Pour le blog, la fréquentation a continué à augmenter fortement. En 2009, j'ai frôlé les 5000 visites, à 4 993. C'est une augmentation notable par rapport à 2008, avec 1496 visites, sans parler des modestes 76 visites de 2007. La fréquentation a surtout augmenté à la fin de l'année. Jusqu'en août, la moyenne était de l'ordre de 300/350 visites par mois. En décembre, j'ai atteint 738 visites. Les moteurs de recherches (pour ne pas dire LE moteur de recherche) m'amènent 50 % des visites. Le reste se partage entre les visites directes (32 %) et celles en provenance d'autres sites (23 %), avec une mention particulière pour Le bibliomane-moderne, qui m'amène un flux continu et régulier de visite, mais aussi le Blog du Bibliophile et BiblioMab. J'en profite pour saluer le travail de ces trois blogs, chacun avec son style et ses centres d'intérêts.
Le sujet ne prêtant guère à l'internationalisation, 93 % des visites viennent d'Europe et 85 % de France.

Autant que je puisse en juger, les messages qui ont été particulièrement appréciés sont : Dominique Villars, colporteur libraire, qui a eu le plus de commentaires et Un velin doré sur un ouvrage de 1600 ..., probablement auprès des bibliophiles qui ont été sensibles à la beauté de l'exemplaire.

Afin que nul ne l'oublie, ce blog a été créé pour être le pendant plus vivant et plus interactif du site Bibliothèque-Dauphinoise.

L'activité a encore été soutenue en 2009 car j'ai décrit 57 ouvrages (contre 52 en 2008), soit un total de 237 ouvrages depuis la création du site. Par conséquent, la fréquentation continue à progresser, pour représenter 27 442 visites (2008 : 20 784). J'ai eu une pointe en novembre à 2708 visites dans le mois. Le site, comme le blog, n'est pas très international, la France assurant 79 % des visites. Il y a tout de même eu des visites depuis 112 pays du monde.

Les recherches les plus fréquentes pour arriver jusqu'à mon site sont celles qui portent sur les ex-libris, l'histoire du Dauphiné, la topographie, les nobiliaires du Dauphiné et l'histoire des familles, le patois du Dauphiné (sujet qui intéresse visiblement beaucoup), mais aussi les requêtes sur des personnes comme Champollion, Guy Allard, Ulysse Chevalier, Diodore Rahoult, etc.
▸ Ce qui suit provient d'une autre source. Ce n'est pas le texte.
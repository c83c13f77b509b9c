//! HistoryPoller processor.
//!
//! Recovers messages that never arrived as webhook deliveries by reading
//! `conversations.history` for one channel on a fixed interval. Everything
//! it finds goes through the same [`IngestGate`] as pushed events, so it
//! never emits anything twice and adds no filtering of its own.

use async_trait::async_trait;
use itertools::Itertools;
use kanau::processor::Processor;
use slack_ingest_sdk::client::{ClientError, HistoryQuery, SlackWebClient};
use slack_ingest_sdk::objects::{HistoryResponse, SlackEvent, event::MESSAGE};
use std::time::Duration;
use tokio::sync::watch;
use tracing::{debug, info, warn};

use crate::gate::{IngestGate, IngestInput, Origin};
use crate::state::SlackTs;

/// Anything that can answer a `conversations.history` query.
#[async_trait]
pub trait HistorySource: Send + Sync {
    async fn history(&self, query: &HistoryQuery) -> Result<HistoryResponse, ClientError>;
}

#[async_trait]
impl HistorySource for SlackWebClient {
    async fn history(&self, query: &HistoryQuery) -> Result<HistoryResponse, ClientError> {
        self.conversations_history(query).await
    }
}

/// Counts from one poll.
#[derive(Debug, Clone, Copy, Default, PartialEq, Eq)]
pub struct PollSummary {
    pub fetched: usize,
    pub accepted: usize,
}

pub struct HistoryPoller<H> {
    source: H,
    gate: IngestGate,
    channel: String,
    interval: Duration,
    limit: u32,
    /// Lower bound used while the watermark is unset, so a fresh start does
    /// not replay the channel's backlog.
    floor: SlackTs,
}

impl<H: HistorySource> HistoryPoller<H> {
    pub fn new(
        source: H,
        gate: IngestGate,
        channel: impl Into<String>,
        interval: Duration,
        limit: u32,
        floor: SlackTs,
    ) -> Self {
        Self {
            source,
            gate,
            channel: channel.into(),
            interval,
            limit,
            floor,
        }
    }

    /// Fetch everything newer than the watermark and feed it to the gate.
    pub async fn poll_once(&self) -> Result<PollSummary, ClientError> {
        // Only the snapshot is taken under the gate lock; the HTTP calls
        // below run without it.
        let oldest = match self.gate.watermark().await.get() {
            Some(ts) => ts.as_str().to_string(),
            None => self.floor.as_str().to_string(),
        };

        // Pages run newest-first and the cursor walks backwards, so every
        // page has to be in hand before the gate moves the watermark.
        let mut messages = Vec::new();
        let mut cursor = None;
        let mut pages = 0usize;
        loop {
            let page = self
                .source
                .history(&HistoryQuery {
                    channel: self.channel.clone(),
                    oldest: Some(oldest.clone()),
                    limit: self.limit,
                    cursor: cursor.take(),
                })
                .await?;
            pages += 1;
            cursor = page.next_cursor().map(str::to_owned);
            messages.extend(page.messages);
            if cursor.is_none() {
                break;
            }
        }
        debug!(
            channel = %self.channel,
            pages,
            fetched = messages.len(),
            "History pages fetched"
        );

        let mut summary = PollSummary {
            fetched: messages.len(),
            ..Default::default()
        };
        for event in self.prepare(messages) {
            let decision = self
                .gate
                .process(IngestInput {
                    event,
                    origin: Origin::History,
                })
                .await
                .unwrap_or_else(|never| match never {});
            if decision.is_accept() {
                summary.accepted += 1;
            }
        }
        Ok(summary)
    }

    /// Oldest first, with the channel and type filled in where Slack
    /// omits them. Messages without a parseable `ts` keep their relative
    /// order at the end and are left for the gate to reject.
    fn prepare(&self, messages: Vec<SlackEvent>) -> impl Iterator<Item = SlackEvent> + '_ {
        messages
            .into_iter()
            .map(|mut event| {
                if event.channel.as_deref().is_none_or(str::is_empty) {
                    event.channel = Some(self.channel.as_str().into());
                }
                if event.event_type.is_empty() {
                    event.event_type = MESSAGE.into();
                }
                event
            })
            .sorted_by_cached_key(|event| {
                let ts = event
                    .decision_ts()
                    .and_then(|raw| raw.parse::<SlackTs>().ok());
                (ts.is_none(), ts)
            })
    }

    /// Run the poll loop until shutdown.
    pub async fn run(self, mut shutdown_rx: watch::Receiver<bool>) {
        info!(
            channel = %self.channel,
            interval_secs = self.interval.as_secs(),
            "HistoryPoller started"
        );

        loop {
            tokio::select! {
                biased;

                changed = shutdown_rx.changed() => {
                    if changed.is_err() || *shutdown_rx.borrow() {
                        info!("HistoryPoller received shutdown signal");
                        break;
                    }
                }

                _ = tokio::time::sleep(self.interval) => {
                    match self.poll_once().await {
                        Ok(summary) if summary.accepted > 0 => info!(
                            channel = %self.channel,
                            fetched = summary.fetched,
                            accepted = summary.accepted,
                            "Recovered messages from history"
                        ),
                        Ok(summary) => debug!(
                            channel = %self.channel,
                            fetched = summary.fetched,
                            "History poll found nothing new"
                        ),
                        Err(e) => warn!(
                            channel = %self.channel,
                            error = %e,
                            "History poll failed"
                        ),
                    }
                }
            }
        }

        info!("HistoryPoller shutdown complete");
    }
}

#[cfg(test)]
#[allow(clippy::unwrap_used)]
mod tests {
    use super::*;
    use crate::gate::tests::{MemorySink, gate_in, message};
    use slack_ingest_sdk::objects::ResponseMetadata;
    use std::sync::{Arc, Mutex};

    /// Returns canned pages and records every query it was asked.
    #[derive(Clone, Default)]
    struct CannedHistory {
        pages: Arc<Mutex<Vec<Result<HistoryResponse, ClientError>>>>,
        queries: Arc<Mutex<Vec<HistoryQuery>>>,
    }

    impl CannedHistory {
        fn with_pages(pages: Vec<Result<HistoryResponse, ClientError>>) -> Self {
            Self {
                pages: Arc::new(Mutex::new(pages)),
                ..Default::default()
            }
        }

        fn queries(&self) -> Vec<HistoryQuery> {
            self.queries.lock().unwrap().clone()
        }
    }

    #[async_trait]
    impl HistorySource for CannedHistory {
        async fn history(&self, query: &HistoryQuery) -> Result<HistoryResponse, ClientError> {
            self.queries.lock().unwrap().push(query.clone());
            let mut pages = self.pages.lock().unwrap();
            if pages.is_empty() {
                return Ok(HistoryResponse {
                    ok: true,
                    ..Default::default()
                });
            }
            pages.remove(0)
        }
    }

    fn page(messages: Vec<SlackEvent>, next_cursor: Option<&str>) -> HistoryResponse {
        HistoryResponse {
            ok: true,
            error: None,
            messages,
            has_more: next_cursor.is_some(),
            response_metadata: next_cursor.map(|cursor| ResponseMetadata {
                next_cursor: cursor.to_string(),
            }),
        }
    }

    fn history_message(ts: &str) -> SlackEvent {
        let mut event = message(ts, None);
        event.channel = None;
        event
    }

    fn floor() -> SlackTs {
        "1.0".parse().unwrap()
    }

    #[tokio::test]
    async fn test_poll_sorts_and_fills_channel() {
        let dir = tempfile::tempdir().unwrap();
        let sink = MemorySink::default();
        let (gate, _) = gate_in(dir.path(), sink.clone(), None);
        let history = CannedHistory::with_pages(vec![Ok(page(
            vec![history_message("30.0"), history_message("10.0"), history_message("20.0")],
            None,
        ))]);
        let poller = HistoryPoller::new(
            history.clone(),
            gate,
            "C9",
            Duration::from_secs(60),
            20,
            floor(),
        );

        let summary = poller.poll_once().await.unwrap();
        assert_eq!(summary, PollSummary { fetched: 3, accepted: 3 });

        let emitted = sink.emitted();
        let stamps: Vec<_> = emitted.iter().map(|e| e.ts.as_str()).collect();
        assert_eq!(stamps, vec!["10.0", "20.0", "30.0"]);
        assert!(emitted.iter().all(|e| e.channel == "C9"));

        let queries = history.queries();
        assert_eq!(queries[0].oldest.as_deref(), Some("1.0"));
        assert_eq!(queries[0].channel, "C9");
    }

    #[tokio::test]
    async fn test_poll_uses_watermark_and_skips_seen() {
        let dir = tempfile::tempdir().unwrap();
        let sink = MemorySink::default();
        let (gate, _) = gate_in(dir.path(), sink.clone(), None);

        gate.process(IngestInput {
            event: message("100.1", Some("m1")),
            origin: Origin::Webhook,
        })
        .await
        .unwrap();

        let mut pushed_again = message("100.1", Some("m1"));
        pushed_again.channel = None;
        let history = CannedHistory::with_pages(vec![Ok(page(
            vec![history_message("100.2"), pushed_again],
            None,
        ))]);
        let poller =
            HistoryPoller::new(history.clone(), gate, "C1", Duration::from_secs(60), 20, floor());

        let summary = poller.poll_once().await.unwrap();
        assert_eq!(summary.accepted, 1);
        assert_eq!(history.queries()[0].oldest.as_deref(), Some("100.1"));
        assert_eq!(sink.emitted().len(), 2);
    }

    #[tokio::test]
    async fn test_poll_follows_cursor() {
        let dir = tempfile::tempdir().unwrap();
        let sink = MemorySink::default();
        let (gate, _) = gate_in(dir.path(), sink.clone(), None);
        let history = CannedHistory::with_pages(vec![
            Ok(page(vec![history_message("5.0")], Some("next"))),
            Ok(page(vec![history_message("4.0")], None)),
        ]);
        let poller =
            HistoryPoller::new(history.clone(), gate, "C1", Duration::from_secs(60), 1, floor());

        let summary = poller.poll_once().await.unwrap();
        assert_eq!(summary.accepted, 2);
        let queries = history.queries();
        assert_eq!(queries.len(), 2);
        assert_eq!(queries[0].cursor, None);
        assert_eq!(queries[1].cursor.as_deref(), Some("next"));
    }

    #[tokio::test]
    async fn test_poll_reads_every_page_before_advancing() {
        let dir = tempfile::tempdir().unwrap();
        let sink = MemorySink::default();
        let (gate, _) = gate_in(dir.path(), sink.clone(), None);
        let pages = (11..=16)
            .rev()
            .map(|n| {
                let ts = format!("{n}.0");
                let next = (n > 11).then(|| format!("before-{n}"));
                Ok(page(vec![history_message(&ts)], next.as_deref()))
            })
            .collect();
        let history = CannedHistory::with_pages(pages);
        let poller =
            HistoryPoller::new(history.clone(), gate, "C1", Duration::from_secs(60), 1, floor());

        let summary = poller.poll_once().await.unwrap();
        assert_eq!(summary, PollSummary { fetched: 6, accepted: 6 });
        assert_eq!(history.queries().len(), 6);

        let emitted = sink.emitted();
        let stamps: Vec<_> = emitted.iter().map(|e| e.ts.as_str()).collect();
        assert_eq!(stamps, vec!["11.0", "12.0", "13.0", "14.0", "15.0", "16.0"]);

        poller.poll_once().await.unwrap();
        assert_eq!(history.queries()[6].oldest.as_deref(), Some("16.0"));
        assert_eq!(sink.emitted().len(), 6);
    }

    #[tokio::test]
    async fn test_poll_error_is_reported() {
        let dir = tempfile::tempdir().unwrap();
        let sink = MemorySink::default();
        let (gate, _) = gate_in(dir.path(), sink.clone(), None);
        let history = CannedHistory::with_pages(vec![Err(ClientError::Slack(
            "not_in_channel".to_string(),
        ))]);
        let poller = HistoryPoller::new(history, gate, "C1", Duration::from_secs(60), 20, floor());

        assert!(poller.poll_once().await.is_err());
        assert!(sink.emitted().is_empty());
    }

    #[tokio::test(start_paused = true)]
    async fn test_run_polls_on_interval() {
        let dir = tempfile::tempdir().unwrap();
        let sink = MemorySink::default();
        let (gate, _) = gate_in(dir.path(), sink.clone(), None);
        let history = CannedHistory::with_pages(vec![
            Err(ClientError::Slack("ratelimited".to_string())),
            Ok(page(vec![history_message("8.0")], None)),
        ]);
        let poller =
            HistoryPoller::new(history.clone(), gate, "C1", Duration::from_secs(60), 20, floor());
        let (shutdown_tx, shutdown_rx) = watch::channel(false);
        let handle = tokio::spawn(poller.run(shutdown_rx));

        tokio::time::sleep(Duration::from_secs(61)).await;
        assert_eq!(history.queries().len(), 1);
        assert!(sink.emitted().is_empty());

        tokio::time::sleep(Duration::from_secs(60)).await;
        assert_eq!(history.queries().len(), 2);
        assert_eq!(sink.emitted().len(), 1);

        shutdown_tx.send(true).unwrap();
        handle.await.unwrap();
    }
}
Parmi les sujets nouveaux que j'ai traités cette année, il y a beaucoup de recherches sur les torrents de montagne et sur les Vaudois.

La page la plus vue de mon site est toujours celle consacrée à l'ouvrage :
Lettres à Lucie sur le canton de Mens, du pasteur André Blanc, publié en 1844. Ce succès inattendu est dû, comme je l'ai déjà expliqué, au très bon positionnement de l'illustration de la lettre manuscrite qui truffe cet exemplaire. C'est inimaginable le nombre de gens qui cherche une image de lettre manuscrite !

Après les quelques pages générales (Accueil, liste des Ouvrages, liste des personnes, etc), les 15 pages les plus vues sont :
  • Les ex-libris dauphinois.
  • Les images anciennes de la Meije.
  • La carte du Haut-Dauphiné, de Bourcet.
  • L'armorial du Dauphiné.
  • La page thématique sur l'histoire du Dauphiné.
  • Les images anciennes des Ecrins.
  • Les chansons des Alpes Françaises, de J. Tiersot (un nouveau venu dans le palmarès).
  • L'Album du Dauphiné.
  • La plaquette sur le voyage de Colaud de la Salcette en Oisans en 1784.
  • Zizimi, de Guy Allard.
  • La page thématique sur la topographie du Haut-Dauphiné et l'exploration du Massif des Ecrins.
  • La page thématique sur François de Bonne, duc de Lesdiguières (une création de cette année).
  • La page où je me présente.
  • L'album historique du Dauphiné.
  • Souffles d'en-haut, de Roux-Parassac.
Comme l'année dernière, on retrouve quelques pages nouvelles de l'année. Lorsque le sujet rejoint une préoccupation des lecteurs, elles trouvent très vite leur public.

Les 355 pages de mon site ont toutes été visités au moins une fois.

Mais, au delà de ces chiffres, le meilleur encouragement est les nombreux mails que je reçois, dont certains ont conduit à des échanges intéressants. Si certains de mes interlocuteurs lisent ce blog, qu'ils en soient remerciés. Cette année, je remercie particulièrement la Société d'Etudes des Hautes-Alpes, à laquelle j'appartiens, qui a mis un lien sur leur site : seha

En 2010, je vais poursuivre mon travail, en espérant pouvoir continuer à susciter l'intérêt de nombreux amoureux des livres, du Dauphiné, des Alpes et de leur histoire.